SDLTM28210 – Reliefs: Alternative Property Finance – Scotland Info Archived Due to Law
Alternative Property Finance Relief: Archived HMRC Page
This archived HMRC page is not a reliable guide to alternative property finance relief. It does not explain the legal conditions, which transactions qualify, or how the tax relief works. Its only clear message is that any information on Scotland is no longer relevant because the law has changed, so the page should be used only as a signpost and not as a basis for deciding tax treatment.
- The page is archived and contains no useful detail on the actual tax rule.
- It says that material relating to Scotland is no longer relevant due to legislative change.
- It does not explain who qualifies for relief, what arrangements are covered, or what tax effect the relief has.
- You should not rely on this page to decide whether relief applies to a transaction.
- To assess any case properly, you need to identify the relevant UK land tax, where the land is located, the legal steps in the finance structure, and whether the current legislation provides relief.

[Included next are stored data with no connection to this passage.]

//! # Reconciliation Configuration
//!
//! Requeue timing, install locations and identity of the running operator.

use super::env_var_or_default;
use std::time::Duration;

#[derive(Debug, Clone)]
pub struct ControllerConfig {
    /// Delay before the next pass while the managing resource is not yet available (seconds)
    pub requeue_period_secs: u64,
    /// Delay between teardown passes (seconds)
    pub finalizer_requeue_secs: u64,
    /// Root of the packaged component manifests
    pub templates_dir: String,
    /// Namespace the operator runs in; image overrides are read from here
    pub operator_namespace: String,
    /// Install namespace when the spec does not set one
    pub default_target_namespace: String,
    /// Version stamped on installed resources and reported as desired
    pub operator_version: String,
    /// Console plugin registered by the console component
    pub console_plugin: String,
}

impl Default for ControllerConfig {
    fn default() -> Self {
        use crate::constants::*;
        Self {
            requeue_period_secs: DEFAULT_REQUEUE_PERIOD_SECS,
            finalizer_requeue_secs: DEFAULT_FINALIZER_REQUEUE_SECS,
            templates_dir: DEFAULT_TEMPLATES_DIR.to_string(),
            operator_namespace: DEFAULT_OPERATOR_NAMESPACE.to_string(),
            default_target_namespace: DEFAULT_TARGET_NAMESPACE.to_string(),
            operator_version: DEFAULT_OPERATOR_VERSION.to_string(),
            console_plugin: DEFAULT_CONSOLE_PLUGIN.to_string(),
        }
    }
}

impl ControllerConfig {
    /// Load configuration from environment variables with defaults
    pub fn from_env() -> Self {
        use crate::constants::*;
        Self {
            requeue_period_secs: env_var_or_default(
                "REQUEUE_PERIOD_SECS",
                DEFAULT_REQUEUE_PERIOD_SECS,
            ),
            finalizer_requeue_secs: env_var_or_default(
                "FINALIZER_REQUEUE_SECS",
                DEFAULT_FINALIZER_REQUEUE_SECS,
            ),
            templates_dir: env_var_or_default("TEMPLATES_DIR", DEFAULT_TEMPLATES_DIR.to_string()),
            operator_namespace: env_var_or_default(
                "POD_NAMESPACE",
                DEFAULT_OPERATOR_NAMESPACE.to_string(),
            ),
            default_target_namespace: env_var_or_default(
                "TARGET_NAMESPACE",
                DEFAULT_TARGET_NAMESPACE.to_string(),
            ),
            operator_version: env_var_or_default(
                "OPERATOR_VERSION",
                DEFAULT_OPERATOR_VERSION.to_string(),
            ),
            console_plugin: env_var_or_default(
                "CONSOLE_PLUGIN_NAME",
                DEFAULT_CONSOLE_PLUGIN.to_string(),
            ),
        }
    }

    pub fn requeue_period(&self) -> Duration {
        Duration::from_secs(self.requeue_period_secs)
    }

    pub fn finalizer_requeue(&self) -> Duration {
        Duration::from_secs(self.finalizer_requeue_secs)
    }
}

#[cfg(test)]
mod tests {
    use super::*;

    #[test]
    fn test_defaults() {
        let config = ControllerConfig::default();
        assert_eq!(config.requeue_period(), Duration::from_secs(15));
        assert_eq!(config.finalizer_requeue(), Duration::from_secs(5));
        assert_eq!(config.default_target_namespace, "platform-engine");
    }
}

Scroll down for the full analysis.

Read the original guidance here:
SDLTM28210 – Reliefs: Alternative Property Finance – Scotland Info Archived Due to Law

Alternative property finance relief: archived HMRC page with no substantive guidance
This source page does not set out a tax rule in any usable detail. It is an archived HMRC manual page headed “Reliefs: Alternative property finance”, but the only substantive content shown is a note that, because of a change in legislation, information relating to Scotland is no longer relevant. That means this page is not a reliable standalone explanation of how alternative property finance relief works.
What this rule is about
Alternative property finance relief is part of the stamp taxes framework for certain finance arrangements that are intended to provide a property purchase structure without using a conventional mortgage. In broad terms, these rules matter because some arrangements can involve more than one land transaction unless a specific relieving provision applies.

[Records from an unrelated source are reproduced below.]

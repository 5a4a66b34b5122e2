//! Caller-supplied fixed condition, for readiness that cluster state alone
//! cannot express.

use super::StatusReporter;
use crate::client::ClusterClient;
use crate::crd::{ComponentCondition, ConditionStatus};
use async_trait::async_trait;

#[derive(Debug, Clone)]
pub struct StaticStatus {
    name: String,
    namespace: String,
    kind: String,
    condition: ComponentCondition,
}

impl StaticStatus {
    /// `kind` defaults to `Component` when empty
    pub fn new(name: &str, namespace: &str, kind: &str, condition: ComponentCondition) -> Self {
        let kind = if kind.is_empty() { "Component" } else { kind };
        Self {
            name: name.to_string(),
            namespace: namespace.to_string(),
            kind: kind.to_string(),
            condition,
        }
    }

    /// A component held back until an external resource exists
    pub fn waiting_for(name: &str, namespace: &str, kind: &str, message: &str) -> Self {
        Self::new(
            name,
            namespace,
            kind,
            ComponentCondition {
                r#type: "Available".to_string(),
                status: ConditionStatus::False,
                reason: Some(crate::crd::reason::WAITING_FOR_RESOURCE.to_string()),
                message: Some(message.to_string()),
                available: false,
                ..Default::default()
            },
        )
    }
}

#[async_trait]
impl StatusReporter for StaticStatus {
    fn name(&self) -> &str {
        &self.name
    }

    fn namespace(&self) -> &str {
        &self.namespace
    }

    fn kind(&self) -> &str {
        &self.kind
    }

    async fn status(&self, _client: &dyn ClusterClient) -> ComponentCondition {
        ComponentCondition {
            name: self.name.clone(),
            kind: self.kind.clone(),
            ..self.condition.clone()
        }
    }
}

#[cfg(test)]
mod tests {
    use super::*;
    use crate::client::InMemoryCluster;

    #[tokio::test]
    async fn test_static_returns_condition_with_identity() {
        let reporter = StaticStatus::new(
            "console",
            "",
            "",
            ComponentCondition {
                r#type: "Available".to_string(),
                status: ConditionStatus::False,
                message: Some("requires an external console operator to exist first".to_string()),
                available: true,
                ..Default::default()
            },
        );
        let condition = reporter.status(&InMemoryCluster::new()).await;
        assert_eq!(condition.name, "console");
        assert_eq!(condition.kind, "Component");
        assert!(condition.available);
    }

    #[tokio::test]
    async fn test_waiting_for_is_unavailable() {
        let reporter = StaticStatus::waiting_for("addon", "ns", "CustomResourceDefinition", "waiting");
        let condition = reporter.status(&InMemoryCluster::new()).await;
        assert!(!condition.available);
        assert_eq!(
            condition.reason.as_deref(),
            Some(crate::crd::reason::WAITING_FOR_RESOURCE)
        );
    }
}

However, this particular source does not explain the conditions for relief, the transactions covered, or the tax effect. It only signals that the page has been archived and that material relating to Scotland is out of date.
What the official source says
The source says two things:
- the page is archived
- information relating to Scotland is no longer relevant because of a change in legislation
It does not provide the operative rule, any examples, or any analysis of eligibility.
What this means in practice
You should not rely on this page to determine whether relief is available.
The practical significance of the archive note is that the law or the tax framework affecting Scotland has changed since this page was written. In the property tax context, that is likely to reflect the move away from SDLT in Scotland, but this page itself does not explain the change. The key point is simpler: if a transaction has a Scottish element, this archived page is not a safe source.
Even for transactions outside Scotland, this page is too thin to answer the main questions a reader would need to resolve, such as:
- what counts as an alternative property finance arrangement
- which party is treated as making the land transaction
- whether relief removes a charge entirely or only prevents double charging
- what conditions must be met and evidenced
How to analyse it
Because the source is incomplete, the sensible approach is to treat it as a signpost only.
When analysing any supposed alternative property finance relief issue, you would normally need to identify:
- which UK land tax applies to the transaction: SDLT, LBTT, or LTT
- where the land is situated
- the exact legal steps in the finance structure
- whether the legislation for that tax contains a specific relieving provision for that type of arrangement
- whether all statutory conditions are met
This page does not answer any of those points. It only warns that older Scottish material on the page is no longer relevant.
Example
Illustration: a reader finds this archived HMRC page while researching a property finance structure involving land in Scotland. The page title suggests there may be a relief, but the page itself says the Scottish information is no longer relevant. In practice, that means the reader should not use this page to decide the tax treatment of the Scottish transaction, because the page does not contain current Scottish guidance or current Scottish law.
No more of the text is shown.